Usefulness of Platelet Distribution Width and Fibrinogen in Predicting In-stent Restenosis With Stable Angina and Type 2 Patients With Diabetes Mellitus

Aim: The purpose of this study was to investigate the predicting value of platelet distribution width (PDW) and fibrinogen for in-stent restenosis (ISR) in patients with stable angina pectoris and type 2 diabetes mellitus (T2DM) after drug-eluting stent (DES) implantation.

Methods: We enrolled 161 patients who were readmitted with recurrent chest pain and successfully reviewed for coronary angiography and were divided into the ISR and non-ISR groups. We compared the levels of PDW and fibrinogen between the two groups. Logistic regression was used for analyzing independent predictors of ISR. The receiver operating characteristic (ROC) curve analysis was used to determine the optimum cutoff points of PDW and fibrinogen to predict ISR. The Kaplan–Meier survival curves for target lesion failure (TLF) by levels of PDW and fibrinogen.

Results: The multivariate logistic regression analysis showed that PDW and fibrinogen were independent predictors of ISR [odds ratio (OR) = 1.209, 95% CI: 1.024–1.427, p = 0.025; OR = 1.006, 95% CI: 1.002–1.011, p = 0.010, respectively]. The ROC analyses showed that PDW ≥ 13.15% and fibrinogen ≥ 333.5 mg/dl were predictive of ISR in patients with stable angina pectoris and T2DM after DES implantation. However, the Kaplan–Meier estimate for TLF showed no statistical significance.

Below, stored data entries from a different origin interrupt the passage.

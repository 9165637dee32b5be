//! Narration composition
//!
//! A [`Narration`] collects structured facts about an element and renders
//! them in a fixed order:
//!
//! element name, ordinal, spatial position, direction, purpose,
//! side-effect warning, next-action hint
//!
//! Each present part becomes one sentence.

/// Position of an item within a list
#[derive(Debug, Clone, Copy, PartialEq, Eq)]
pub struct Ordinal {
    /// Zero-based index
    pub index: usize,
    /// Number of items
    pub total: usize,
}

impl Ordinal {
    /// Ordinal for item `index` (zero-based) of `total`
    #[inline]
    #[must_use]
    pub fn new(index: usize, total: usize) -> Self {
        Self { index, total }
    }

    /// Spoken form, `None` for an empty list
    #[must_use]
    pub fn phrase(self) -> Option<String> {
        match self.total {
            0 => None,
            1 => Some("the only item".to_string()),
            total if self.index == 0 => Some(format!("first of {total}")),
            total if self.index + 1 >= total => Some(format!("last of {total}")),
            total => Some(format!("item {} of {total}", self.index + 1)),
        }
    }
}

/// Builder for element narration
#[derive(Debug, Clone, Default, PartialEq, Eq)]
pub struct Narration {
    name: String,
    ordinal: Option<Ordinal>,
    position: Option<String>,
    direction: Option<String>,
    purpose: Option<String>,
    warning: Option<String>,
    hint: Option<String>,
}

impl Narration {
    /// Narration for the element called `name`
    #[must_use]
    pub fn new(name: impl Into<String>) -> Self {
        Self {
            name: name.into(),
            ..Self::default()
        }
    }

    /// With list position
    #[inline]
    #[must_use]
    pub fn with_ordinal(mut self, index: usize, total: usize) -> Self {
        self.ordinal = Some(Ordinal::new(index, total));
        self
    }

    /// With spatial position ("at the top right of the page")
    #[inline]
    #[must_use]
    pub fn with_position(mut self, position: impl Into<String>) -> Self {
        self.position = Some(position.into());
        self
    }

    /// With directional instruction ("press Tab twice")
    #[inline]
    #[must_use]
    pub fn with_direction(mut self, direction: impl Into<String>) -> Self {
        self.direction = Some(direction.into());
        self
    }

    /// With purpose
    #[inline]
    #[must_use]
    pub fn with_purpose(mut self, purpose: impl Into<String>) -> Self {
        self.purpose = Some(purpose.into());
        self
    }

    /// With side-effect warning
    #[inline]
    #[must_use]
    pub fn with_warning(mut self, warning: impl Into<String>) -> Self {
        self.warning = Some(warning.into());
        self
    }

    /// With next-action hint
    #[inline]
    #[must_use]
    pub fn with_hint(mut self, hint: impl Into<String>) -> Self {
        self.hint = Some(hint.into());
        self
    }

    /// Element name
    #[inline]
    #[must_use]
    pub fn name(&self) -> &str {
        &self.name
    }

    /// Render to a single string
    #[must_use]
    pub fn compose(&self) -> String {
        let ordinal = self.ordinal.and_then(Ordinal::phrase);
        let warning = self.warning.as_deref().map(|w| format!("Warning: {}", trim_stop(w)));
        let parts = [
            Some(self.name.as_str()),
            ordinal.as_deref(),
            self.position.as_deref(),
            self.direction.as_deref(),
            self.purpose.as_deref(),
            warning.as_deref(),
            self.hint.as_deref(),
        ];
        sentences(parts.into_iter().flatten())
    }
}

/// Join parts into sentences, one per non-empty part
#[must_use]
pub fn sentences<'a>(parts: impl IntoIterator<Item = &'a str>) -> String {
    let mut out = String::new();
    for part in parts {
        let part = trim_stop(part);
        if part.is_empty() {
            continue;
        }
        if !out.is_empty() {
            out.push(' ');
        }
        out.push_str(&capitalize(part));
        out.push('.');
    }
    out
}

/// Count with the right noun form; zero reads as "no documents"
#[must_use]
pub fn count_phrase(count: usize, singular: &str, plural: &str) -> String {
    match count {
        0 => format!("no {plural}"),
        1 => format!("1 {singular}"),
        n => format!("{n} {plural}"),
    }
}

/// "a", "a and b", "a, b and c"
#[must_use]
pub fn join_list<S: AsRef<str>>(items: &[S]) -> String {
    match items {
        [] => String::new(),
        [one] => one.as_ref().to_string(),
        [init @ .., last] => {
            let head: Vec<&str> = init.iter().map(AsRef::as_ref).collect();
            format!("{} and {}", head.join(", "), last.as_ref())
        }
    }
}

fn trim_stop(text: &str) -> &str {
    text.trim().trim_end_matches('.').trim_end()
}

fn capitalize(text: &str) -> String {
    let mut chars = text.chars();
    match chars.next() {
        Some(first) => first.to_uppercase().chain(chars).collect(),
        None => String::new(),
    }
}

Conclusion: Higher levels of PDW and fibrinogen were associated with the incidence of ISR in patients with stable angina with T2DM after DES implantation, but were not independent predictors of TLF.

Introduction

Although drug-eluting stents (DESs) have significantly reduced the incidence of in-stent restenosis (ISR), ISR remains one of the major complications after DES implantation (1, 2). Elevated fibrinogen level is a recognized risk factor for adverse cardiovascular events in healthy subjects (3–6) and in patients with coronary or peripheral artery disease (7–9). Previous studies have shown that elevated fibrinogen levels predict restenosis in patients with stable atherosclerotic treated with peripheral angioplasty (10, 11). Recently, study showed that the fibrinogen albumin ratio is significantly associated with the development of ISR in patients with coronary artery disease undergoing DES implantation (12). Currently, there is a high rate of ISR in patients with diabetes after DES implantation, and it is important to have all the new factors that can predict ISR in patients with diabetes. However, the relationship between fibrinogen levels and ISR in patients with stable angina pectoris and type 2 diabetes mellitus (T2DM) after DES implantation is unclear.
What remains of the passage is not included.